4:关于Structured Streaming文档新特性
Structured Streaming在Spark2.3之前是一款基于Sparl SQL引擎的流处理计算引擎,将流数据抽象为意向*限的表,每当有流数据到来时候进行追加或者更新结果;但是当Spark2.3的到到来,Spark提供了一种新的连续更低延迟的连续流处理引擎,直白说就是不是基于微批次的而是真正的流处理引擎。
官方文档原文:
Internally, by default, Structured Streaming queries are processed using a micro-batch processing engine, which processes data streams as a series of small batch jobs thereby achieving end-to-end latencies as low as 100 milliseconds and exactly-once fault-tolerance guarantees. However, since Spark 2.3, we have introduced a new low-latency processing mode called Continuous Processing, which can achieve end-to-end latencies as low as 1 millisecond with at-least-once guarantees. Without changing the Dataset/DataFrame operations in your queries, you will be able to choose the mode based on your application requirements.

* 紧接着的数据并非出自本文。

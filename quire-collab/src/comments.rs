//! Comment anchors that follow the text they were written about.
//!
//! A comment is anchored to a half-open character range at a version.
//! Every accepted entry re-projects the anchors of its document; when all
//! anchored characters are gone the comment becomes orphaned and stays put.
//! Comment bodies and threads are persisted elsewhere; only anchoring is
//! tracked here.

use std::collections::HashMap;
use std::sync::Arc;

use chrono::{DateTime, Utc};
use parking_lot::RwLock;
use serde::{Deserialize, Serialize};
use uuid::Uuid;

use crate::broadcast::CollabEvent;
use crate::error::CollabError;
use crate::model::{DocumentId, UserId, VersionEntry};
use crate::snapshot::SnapshotManager;
use crate::storage::VersionLog;

#[derive(Debug, Clone, Copy, PartialEq, Eq, Serialize, Deserialize)]
#[serde(rename_all = "lowercase")]
pub enum CommentState {
    Active,
    /// The anchored text was deleted.
    Orphaned,
}

#[derive(Debug, Clone, PartialEq, Serialize, Deserialize)]
pub struct Comment {
    pub id: Uuid,
    pub document: DocumentId,
    pub author: UserId,
    /// Set on replies.
    pub parent: Option<Uuid>,
    pub body: String,
    pub position_start: usize,
    pub position_end: usize,
    /// Version the anchor range is valid at.
    pub anchor_version: u64,
    pub selected_text: String,
    pub state: CommentState,
    pub resolved: bool,
    pub created_at: DateTime<Utc>,
}

/// A comment as submitted, anchored at the version its author saw.
#[derive(Debug, Clone, PartialEq, Serialize, Deserialize)]
pub struct NewComment {
    pub document: DocumentId,
    pub author: UserId,
    pub start: usize,
    pub end: usize,
    pub at_version: u64,
    pub body: String,
    pub parent: Option<Uuid>,
}

/// Where an anchor ends up after a run of entries.
enum Projected {
    Range(usize, usize),
    Orphaned,
}

fn project_through<'a>(
    start: usize,
    end: usize,
    entries: impl IntoIterator<Item = &'a VersionEntry>,
) -> Projected {
    let (mut start, mut end) = (start, end);
    for entry in entries {
        match quire_ot::project_range(start, end, &entry.operation.components) {
            Some((s, e)) => (start, end) = (s, e),
            None => return Projected::Orphaned,
        }
    }
    Projected::Range(start, end)
}

pub struct CommentBook {
    log: Arc<dyn VersionLog>,
    snapshots: Arc<SnapshotManager>,
    comments: RwLock<HashMap<DocumentId, Vec<Comment>>>,
}

impl CommentBook {
    pub fn new(log: Arc<dyn VersionLog>, snapshots: Arc<SnapshotManager>) -> Self {
        Self {
            log,
            snapshots,
            comments: RwLock::new(HashMap::new()),
        }
    }

    /// Anchor a new comment, projecting its range up to the newest version.
    pub fn add(&self, new: NewComment) -> Result<Comment, CollabError> {
        let mut comments = self.comments.write();

        let current = self.log.current_version(new.document)?;
        if new.at_version > current {
            return Err(CollabError::FutureVersion {
                base: new.at_version,
                current,
            });
        }
        let len = self.length_at(new.document, new.at_version)?;
        if new.start > new.end || new.end > len {
            return Err(CollabError::InvalidAnchor {
                start: new.start,
                end: new.end,
                len,
            });
        }
        let thread = comments.entry(new.document).or_default();
        if let Some(parent) = new.parent {
            if !thread.iter().any(|c| c.id == parent) {
                return Err(CollabError::CommentNotFound(parent));
            }
        }

        // Entries appended after this read are re-anchored by `reanchor`
        // once the lock is released.
        let snapshot = self.snapshots.snapshot(new.document)?;
        let entries = self.log.entries_since(new.document, new.at_version)?;
        let (seen, later): (Vec<_>, Vec<_>) = entries.iter().partition(|e| e.version <= snapshot.version);

        let mut comment = Comment {
            id: Uuid::new_v4(),
            document: new.document,
            author: new.author,
            parent: new.parent,
            body: new.body,
            position_start: new.start,
            position_end: new.end,
            anchor_version: snapshot.version,
            selected_text: String::new(),
            state: CommentState::Active,
            resolved: false,
            created_at: Utc::now(),
        };

        match project_through(new.start, new.end, seen) {
            Projected::Range(start, end) => {
                comment.selected_text = snapshot.content.chars().skip(start).take(end - start).collect();
                match project_through(start, end, later.iter().copied()) {
                    Projected::Range(start, end) => {
                        comment.position_start = start;
                        comment.position_end = end;
                        comment.anchor_version = later.last().map_or(snapshot.version, |e| e.version);
                    }
                    Projected::Orphaned => comment.state = CommentState::Orphaned,
                }
            }
            Projected::Orphaned => comment.state = CommentState::Orphaned,
        }

        log::debug!(
            "Comment {} on {} anchored at {}..{} (v{})",
            comment.id,
            comment.document,
            comment.position_start,
            comment.position_end,
            comment.anchor_version
        );
        thread.push(comment.clone());
        Ok(comment)
    }

    pub fn resolve(&self, id: Uuid) -> Result<Comment, CollabError> {
        let mut comments = self.comments.write();
        let comment = comments
            .values_mut()
            .flat_map(|thread| thread.iter_mut())
            .find(|c| c.id == id)
            .ok_or(CollabError::CommentNotFound(id))?;
        comment.resolved = true;
        Ok(comment.clone())
    }

    pub fn get(&self, id: Uuid) -> Option<Comment> {
        self.comments
            .read()
            .values()
            .flat_map(|thread| thread.iter())
            .find(|c| c.id == id)
            .cloned()
    }

    /// Comments of a document in creation order.
    pub fn comments(&self, document: DocumentId) -> Vec<Comment> {
        self.comments.read().get(&document).cloned().unwrap_or_default()
    }

    pub fn replies(&self, parent: Uuid) -> Vec<Comment> {
        self.comments
            .read()
            .values()
            .flat_map(|thread| thread.iter())
            .filter(|c| c.parent == Some(parent))
            .cloned()
            .collect()
    }

    /// Move the active anchors of the entry's document through it.
    pub fn reanchor(&self, entry: &VersionEntry) -> Vec<CollabEvent> {
        let mut comments = self.comments.write();
        let Some(thread) = comments.get_mut(&entry.document) else {
            return Vec::new();
        };

        let mut events = Vec::new();
        for comment in thread.iter_mut() {
            if comment.state == CommentState::Orphaned || comment.anchor_version >= entry.version {
                continue;
            }
            comment.anchor_version = entry.version;
            match project_through(comment.position_start, comment.position_end, [entry]) {
                Projected::Range(start, end) => {
                    if (start, end) != (comment.position_start, comment.position_end) {
                        comment.position_start = start;
                        comment.position_end = end;
                        events.push(CollabEvent::CommentMoved {
                            document: entry.document,
                            comment: comment.id,
                            position_start: start,
                            position_end: end,
                            version: entry.version,
                        });
                    }
                }
                Projected::Orphaned => {
                    comment.state = CommentState::Orphaned;
                    log::debug!("Comment {} orphaned at version {}", comment.id, entry.version);
                    events.push(CollabEvent::CommentOrphaned {
                        document: entry.document,
                        comment: comment.id,
                        version: entry.version,
                    });
                }
            }
        }
        events
    }

    fn length_at(&self, document: DocumentId, version: u64) -> Result<usize, CollabError> {
        self.log
            .length_at(document, version)?
            .ok_or_else(|| CollabError::storage(format!("version {version} of {document} is missing")))
    }
}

5:Structured Streaming处理流数据的过程
Spark并不保存输入的数据,处理完毕新到来的流数据之后便开始进行回收新数据,只保存新到来的流数据的状态信息(对于wordcount而言就是新来的数据的wordcount结果,然后这部分结果更新到ResultTable中)。原文:
Note that Structured Streaming does not materialize the entire table. It reads the latest available data from the streaming data source, processes it incrementally to update the result, and then discards the source data.it only keeps around the minimal intermediate state data as required to update the result 。
延迟数据的处理:对于迟到的数据处理spark也是用watermarking机制,watermarking就是允许延迟的时间阈值,spark根据这个阈值进行清除中间状态数据。
6:关于WaterMarking原文:
a: watermarking是什么?
Since Spark 2.1, we have support for watermarking which allows the user to specify the threshold of late data, and allows the engine to accordingly clean up old state.
译文:指定的延迟阈值的数值并不是watermark,延迟时间阈值是一个单独的参数用于指定可以接受的延迟。watermark最重要的用途让计算引擎根据watermark进行清理不必要的中间状态,watermark=计算引擎看见的最大eventtime-延迟时间阈值。当迟到的数据在watermark之前的话则就放弃,否则进行处理。估计你们看着有点难懂:举个例子,例如此时watermark=12:05,突然来一个记录的时间是12:03,此时该记录将会被丢失,因为12:05之前的中间数据已经被清除,但是如果迟到的记录时间是12:06的话则就可以被正常处理。
例如图:
图中迟到的记录 (12:04 donkey)看到的watermark=12:11,12:04记录属于12:00-12:10窗口中,但是由于12:11之前的数据都被清除了,所以12:00-12:10数据被清除,所以12:04的数据是无法被处理的,因此丢丢弃。
b: watermarking如何工作?
In other words, late data within the threshold will be aggregated, but data later than the threshold will start getting dropped .
7:Continuous Processing
Continuous Processing是一个新的计算引擎,是一个真正的连续流处理引擎,高容错,低延迟等特性,但是一次性语义保证是:最少一次,即: at-least-once。